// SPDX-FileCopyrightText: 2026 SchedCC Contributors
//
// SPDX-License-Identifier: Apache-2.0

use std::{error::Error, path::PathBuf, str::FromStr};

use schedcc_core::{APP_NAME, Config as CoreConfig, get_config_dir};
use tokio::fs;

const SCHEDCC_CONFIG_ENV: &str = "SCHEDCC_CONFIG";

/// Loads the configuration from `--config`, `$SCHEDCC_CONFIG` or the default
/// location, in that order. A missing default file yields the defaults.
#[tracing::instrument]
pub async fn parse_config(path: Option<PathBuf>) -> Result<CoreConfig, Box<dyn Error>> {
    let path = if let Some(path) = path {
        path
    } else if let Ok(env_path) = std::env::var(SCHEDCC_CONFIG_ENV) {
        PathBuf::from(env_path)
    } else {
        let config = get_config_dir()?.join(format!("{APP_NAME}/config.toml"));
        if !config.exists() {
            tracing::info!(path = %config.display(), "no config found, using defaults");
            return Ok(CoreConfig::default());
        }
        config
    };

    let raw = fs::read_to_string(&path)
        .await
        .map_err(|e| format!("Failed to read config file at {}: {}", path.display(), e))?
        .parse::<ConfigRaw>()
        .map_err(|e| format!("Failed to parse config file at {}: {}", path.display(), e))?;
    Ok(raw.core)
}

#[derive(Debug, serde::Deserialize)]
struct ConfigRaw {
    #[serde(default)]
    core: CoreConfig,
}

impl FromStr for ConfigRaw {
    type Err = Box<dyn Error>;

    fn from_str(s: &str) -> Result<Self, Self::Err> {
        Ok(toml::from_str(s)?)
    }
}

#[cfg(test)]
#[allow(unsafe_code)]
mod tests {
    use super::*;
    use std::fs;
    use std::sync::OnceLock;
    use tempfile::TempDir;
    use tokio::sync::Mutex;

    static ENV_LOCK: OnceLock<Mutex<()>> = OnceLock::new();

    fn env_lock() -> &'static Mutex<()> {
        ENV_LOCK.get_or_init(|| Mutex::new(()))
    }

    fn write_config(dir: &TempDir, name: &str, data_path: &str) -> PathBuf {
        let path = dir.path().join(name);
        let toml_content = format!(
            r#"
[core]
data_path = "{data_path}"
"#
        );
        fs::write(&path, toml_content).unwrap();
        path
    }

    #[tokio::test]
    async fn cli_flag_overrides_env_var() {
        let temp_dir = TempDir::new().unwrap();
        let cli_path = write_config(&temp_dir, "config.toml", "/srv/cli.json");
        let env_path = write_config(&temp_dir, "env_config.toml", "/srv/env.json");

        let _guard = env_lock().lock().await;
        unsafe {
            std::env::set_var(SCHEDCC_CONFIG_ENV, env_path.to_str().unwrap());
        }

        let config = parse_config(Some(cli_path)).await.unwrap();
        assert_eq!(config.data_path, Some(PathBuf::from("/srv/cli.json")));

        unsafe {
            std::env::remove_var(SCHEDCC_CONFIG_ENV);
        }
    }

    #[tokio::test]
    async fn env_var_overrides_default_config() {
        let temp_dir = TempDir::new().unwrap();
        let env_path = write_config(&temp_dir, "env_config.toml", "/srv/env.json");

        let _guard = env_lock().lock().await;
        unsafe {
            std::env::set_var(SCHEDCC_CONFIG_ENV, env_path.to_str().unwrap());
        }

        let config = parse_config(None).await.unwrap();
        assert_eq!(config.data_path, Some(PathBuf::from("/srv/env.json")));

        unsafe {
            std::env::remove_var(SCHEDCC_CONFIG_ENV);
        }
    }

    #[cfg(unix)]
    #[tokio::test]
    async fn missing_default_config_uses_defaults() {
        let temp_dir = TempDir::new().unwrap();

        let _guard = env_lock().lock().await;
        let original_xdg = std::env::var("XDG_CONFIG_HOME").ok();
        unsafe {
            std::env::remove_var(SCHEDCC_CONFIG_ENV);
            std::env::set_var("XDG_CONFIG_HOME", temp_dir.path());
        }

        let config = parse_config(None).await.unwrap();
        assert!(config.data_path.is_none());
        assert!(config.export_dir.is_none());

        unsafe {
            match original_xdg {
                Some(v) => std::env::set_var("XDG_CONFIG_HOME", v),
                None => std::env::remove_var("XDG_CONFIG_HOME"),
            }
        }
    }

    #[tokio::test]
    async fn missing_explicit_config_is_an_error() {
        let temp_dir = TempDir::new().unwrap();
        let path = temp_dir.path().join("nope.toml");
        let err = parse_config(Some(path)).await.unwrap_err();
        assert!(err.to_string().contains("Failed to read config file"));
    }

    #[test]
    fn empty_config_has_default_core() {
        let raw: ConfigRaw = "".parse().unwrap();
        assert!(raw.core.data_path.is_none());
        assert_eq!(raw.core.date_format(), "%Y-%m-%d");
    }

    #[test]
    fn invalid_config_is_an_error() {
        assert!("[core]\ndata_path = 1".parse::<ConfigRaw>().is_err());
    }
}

────────────────────────────────────────

## What the task asks
Across the whole listing above, find every line with the string "display" and copy it.

## Written reply
            tracing::info!(path = %config.display(), "no config found, using defaults");
        .map_err(|e| format!("Failed to read config file at {}: {}", path.display(), e))?
        .map_err(|e| format!("Failed to parse config file at {}: {}", path.display(), e))?;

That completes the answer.